Weeknight Shortcuts for Healthy Dinners

(Healthcastle.com) Weeknights can be packed and often a well balanced dinner falls to the wayside, or flavour and fun get left out of the equation. These 4 weeknight shortcuts will help you pack in the nutrients and variety you crave, even on a schedule.


Often maligned, there are tons of healthy options out there. Look for leaner meats like turkey or bison, and ingredient lists that don’t contain much in the way of unrecognizable gunk. I grab a bunch from JD turkey farms in Langley (Bratwurst and Chorizo are my faves!) and keep them in the freezer. They defrost in a sinkful of cool water in just a few minutes and go with just about anything.
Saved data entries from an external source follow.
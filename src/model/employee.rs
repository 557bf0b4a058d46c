use serde::{Deserialize, Serialize};
use utoipa::ToSchema;

use crate::model::attendance::Attendance;

#[derive(Debug, Clone, PartialEq, Eq, Serialize, Deserialize, sqlx::FromRow, ToSchema)]
#[schema(
    example = json!({
        "id": 1,
        "employee_id": "E001",
        "full_name": "Jane Doe",
        "email": "jane@co.com",
        "department": "Engineering"
    })
)]
pub struct Employee {
    #[schema(example = 1)]
    pub id: i64,

    /// Externally assigned identifier, unique and case-sensitive.
    #[schema(example = "E001")]
    pub employee_id: String,

    #[schema(example = "Jane Doe")]
    pub full_name: String,

    /// Stored lowercase.
    #[schema(example = "jane@co.com", format = "email")]
    pub email: String,

    #[schema(example = "Engineering")]
    pub department: String,
}

#[derive(Debug, Serialize, ToSchema)]
pub struct EmployeeWithAttendance {
    #[serde(flatten)]
    pub employee: Employee,

    /// Newest first.
    pub attendance_records: Vec<Attendance>,
}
Slice and sautee with heaps of peppers or boil or grill and toss in a whole grain bun with a big side salad.

Pre Cut “Slaw”

Mix it up between broccoli and cabbage slaw (both easy to find where the mixed greens usually are) for a hefty dose of cancer fighting nutrients any day of the week. Toss the dressing (if it comes with one) and throw together a quick vinaigrette and you’ve got an incredibly healthy, crunchy and satisfying swap for regular salad. It keeps for a couple of days already dressed so it a huge help for making lunches on the fly.

Spice Blends

We’re not all born with creativity in the kitchen, and some weeknights time is too tight to experiment. DIY or storebought spice blends make seasoning veggies and proteins quick and easy without having to sit down to a bland and boring meal. Find some of my favourites here.

The Broiler

An underused kitchen tool, the broiler is for more than just browning the tops of desserts. I tend to cook fish a couple inches underneath as it cuts the time way down compared to baking and leaves a nice crust on top. You can even throw a tray of quick cooking veggies like broccoli, peppers or cauliflower underneath (tossed with a bit of olive oil and spices) for a great side dish in 5 minutes flat. They’ll have a bit of crunch and colour without being wilted or mushy.